OrganisationsentwicklungDen „wind of change“ für Veränderungen nutzen

Warum es Unternehmen leichter fällt, Change- und Transformations-Projekte zu starten und voranzutreiben. Und welche Erfolgsfaktoren dabei unbedingt zu beachten sind.

Am Change- und Transformationsbedarf besteht kein Zweifel

In unserer Gesellschaft herrscht zurzeit parteien- und die verschiedenen Gesellschaftsgruppen übergreifend ein Konsens, dass sich in unserer Gesellschaft und in den Betrieben sehr vieles verändern muss, damit unsere Wirtschaft wieder wettbewerbsfähig wird oder dies bleibt.

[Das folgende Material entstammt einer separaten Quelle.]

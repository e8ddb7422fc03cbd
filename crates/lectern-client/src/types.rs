//! Types for the content service API

use chrono::{DateTime, Utc};
use serde::{Deserialize, Serialize};

/// Client configuration
#[derive(Debug, Clone, Serialize, Deserialize)]
pub struct ClientConfig {
    /// Base URL for the content service HTTP API
    #[serde(default = "default_base_url")]
    pub base_url: String,
    /// Optional bearer token issued by the external auth service
    #[serde(default)]
    pub api_key: Option<String>,
    /// Request timeout in seconds (default: 30)
    #[serde(default = "default_timeout_secs")]
    pub timeout_secs: u64,
}

fn default_base_url() -> String {
    "http://localhost:5000/api".to_string()
}

fn default_timeout_secs() -> u64 {
    30
}

impl Default for ClientConfig {
    fn default() -> Self {
        Self {
            base_url: default_base_url(),
            api_key: None,
            timeout_secs: default_timeout_secs(),
        }
    }
}

// ============================================================================
// Course Content Types
// ============================================================================

/// Module as returned by `GET /courses/{id}/modules`
#[derive(Debug, Clone, PartialEq, Serialize, Deserialize)]
#[serde(rename_all = "camelCase")]
pub struct ModuleRecord {
    #[serde(alias = "_id")]
    pub id: String,
    pub course_id: String,
    pub title: String,
    pub order: u32,
    #[serde(default, skip_serializing_if = "Option::is_none")]
    pub quiz_id: Option<String>,
}

/// Media attached to a lesson
#[derive(Debug, Clone, PartialEq, Serialize, Deserialize)]
pub struct MediaRef {
    pub url: String,
    #[serde(rename = "type", default, skip_serializing_if = "Option::is_none")]
    pub kind: Option<String>,
}

/// Lesson as returned by `GET /lessons/module/{moduleId}`
#[derive(Debug, Clone, PartialEq, Serialize, Deserialize)]
#[serde(rename_all = "camelCase")]
pub struct LessonRecord {
    #[serde(alias = "_id")]
    pub id: String,
    pub module_id: String,
    pub title: String,
    #[serde(default)]
    pub content: String,
    #[serde(default, skip_serializing_if = "Option::is_none")]
    pub media: Option<MediaRef>,
    #[serde(default, skip_serializing_if = "Option::is_none")]
    pub duration: Option<f64>,
    pub order: u32,
    /// Lock state computed by the server for the requesting user
    #[serde(default)]
    pub is_globally_locked: bool,
}

/// Quiz question reference
#[derive(Debug, Clone, PartialEq, Serialize, Deserialize)]
pub struct QuestionRecord {
    #[serde(alias = "_id")]
    pub id: String,
    pub order: u32,
    #[serde(default, skip_serializing_if = "Option::is_none")]
    pub prompt: Option<String>,
}

/// Quiz as returned by `GET /quizzes/module/{moduleId}`
#[derive(Debug, Clone, PartialEq, Serialize, Deserialize)]
#[serde(rename_all = "camelCase")]
pub struct QuizRecord {
    #[serde(alias = "_id")]
    pub id: String,
    pub module_id: String,
    pub passing_score: f64,
    #[serde(default)]
    pub questions: Vec<QuestionRecord>,
}

// ============================================================================
// Reorder Types
// ============================================================================

/// One `{id, order}` pair of a full target ordering
#[derive(Debug, Clone, PartialEq, Eq, Serialize, Deserialize)]
pub struct OrderEntry {
    pub id: String,
    pub order: u32,
}

impl OrderEntry {
    pub fn new(id: impl Into<String>, order: u32) -> Self {
        Self {
            id: id.into(),
            order,
        }
    }
}

/// Request body for `PUT /lessons/reorder`
#[derive(Debug, Clone, Serialize, Deserialize)]
#[serde(rename_all = "camelCase")]
pub struct ReorderLessonsRequest {
    pub module_id: String,
    pub lessons: Vec<OrderEntry>,
}

/// Request body for `PUT /modules/{courseId}/reorder`
#[derive(Debug, Clone, Serialize, Deserialize)]
pub struct ReorderModulesRequest {
    pub modules: Vec<OrderEntry>,
}

/// Plain acknowledgement returned by write endpoints
#[derive(Debug, Clone, Default, Serialize, Deserialize)]
pub struct MessageResponse {
    #[serde(default)]
    pub message: String,
}

// ============================================================================
// Progress Types
// ============================================================================

/// Completion of a lesson or a quiz attempt by one user
#[derive(Debug, Clone, PartialEq, Serialize, Deserialize)]
#[serde(rename_all = "camelCase")]
pub struct CompletionRecord {
    pub user_id: String,
    #[serde(default, skip_serializing_if = "Option::is_none")]
    pub lesson_id: Option<String>,
    #[serde(default, skip_serializing_if = "Option::is_none")]
    pub quiz_id: Option<String>,
    pub passed: bool,
    pub completed_at: DateTime<Utc>,
}

impl CompletionRecord {
    /// Record for a completed lesson
    pub fn lesson(user_id: impl Into<String>, lesson_id: impl Into<String>) -> Self {
        Self {
            user_id: user_id.into(),
            lesson_id: Some(lesson_id.into()),
            quiz_id: None,
            passed: true,
            completed_at: Utc::now(),
        }
    }

    /// Record for a quiz attempt
    pub fn quiz(user_id: impl Into<String>, quiz_id: impl Into<String>, passed: bool) -> Self {
        Self {
            user_id: user_id.into(),
            lesson_id: None,
            quiz_id: Some(quiz_id.into()),
            passed,
            completed_at: Utc::now(),
        }
    }
}

/// Request body for `POST /lessons/{lessonId}/complete`
#[derive(Debug, Clone, Serialize, Deserialize)]
#[serde(rename_all = "camelCase")]
pub struct CompleteLessonRequest {
    pub user_id: String,
}

/// A single answer in a quiz submission
#[derive(Debug, Clone, PartialEq, Serialize, Deserialize)]
#[serde(rename_all = "camelCase")]
pub struct QuizAnswer {
    pub question_id: String,
    pub answer: serde_json::Value,
}

/// Request body for `POST /quizzes/{quizId}/submit`
#[derive(Debug, Clone, Serialize, Deserialize)]
#[serde(rename_all = "camelCase")]
pub struct QuizSubmission {
    pub user_id: String,
    pub answers: Vec<QuizAnswer>,
}

/// Server verdict on a quiz submission
#[derive(Debug, Clone, Copy, PartialEq, Serialize, Deserialize)]
pub struct QuizResult {
    pub passed: bool,
    pub score: f64,
}

#[cfg(test)]
mod tests {
    use super::*;

    #[test]
    fn test_lesson_record_accepts_mongo_ids() {
        let json = r#"{
            "_id": "l1",
            "moduleId": "m1",
            "title": "Grace",
            "content": "",
            "order": 0,
            "isGloballyLocked": true
        }"#;

        let lesson: LessonRecord = serde_json::from_str(json).unwrap();
        assert_eq!(lesson.id, "l1");
        assert!(lesson.is_globally_locked);
        assert!(lesson.media.is_none());
    }

    #[test]
    fn test_reorder_lessons_request_serialization() {
        let request = ReorderLessonsRequest {
            module_id: "m1".to_string(),
            lessons: vec![OrderEntry::new("l2", 0), OrderEntry::new("l1", 1)],
        };

        let json = serde_json::to_string(&request).unwrap();
        assert!(json.contains("\"moduleId\":\"m1\""));
        assert!(json.contains("{\"id\":\"l2\",\"order\":0}"));
    }

    #[test]
    fn test_client_config_defaults_from_partial_toml_shape() {
        let config: ClientConfig =
            serde_json::from_str(r#"{"base_url": "https://church.example/api"}"#).unwrap();
        assert_eq!(config.base_url, "https://church.example/api");
        assert_eq!(config.timeout_secs, 30);
        assert!(config.api_key.is_none());
    }
}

Das erleichtert es Unternehmen aktuell, auch solche Change- und Transformationsprojekte in ihrer Organisation anzukündigen und zu realisieren, die

  • mit einem Personalabbau verknüpft sind und
  • massive Auswirkungen auf die Arbeitssituation ihrer Mitarbeitenden haben.

Risiko bei Change-Projekten

Gleichwohl müssen auch diese Projekte professionell gemanagt werden. Ansonsten droht eine Situation, die man in Unternehmen im Umbruch oft registriert: In den oberen Führungsetagen herrscht, nachdem die erforderlichen strategischen Grundentscheidungen getroffen wurden, eine Aufbruchsstimmung.

Zudem verbreiten sie – zumindest nach außen – eine große Zuversicht „Wir schaffen das, wenn …“. Auf den unteren Ebenen hingegen liegen die Nerven blank. Hier dominiert die Zukunftsangst und brodelt die Gerüchteküche darüber, was „die da oben“ vorhaben. Entsprechend negativ ist die Stimmung und Atmosphäre im Betrieb.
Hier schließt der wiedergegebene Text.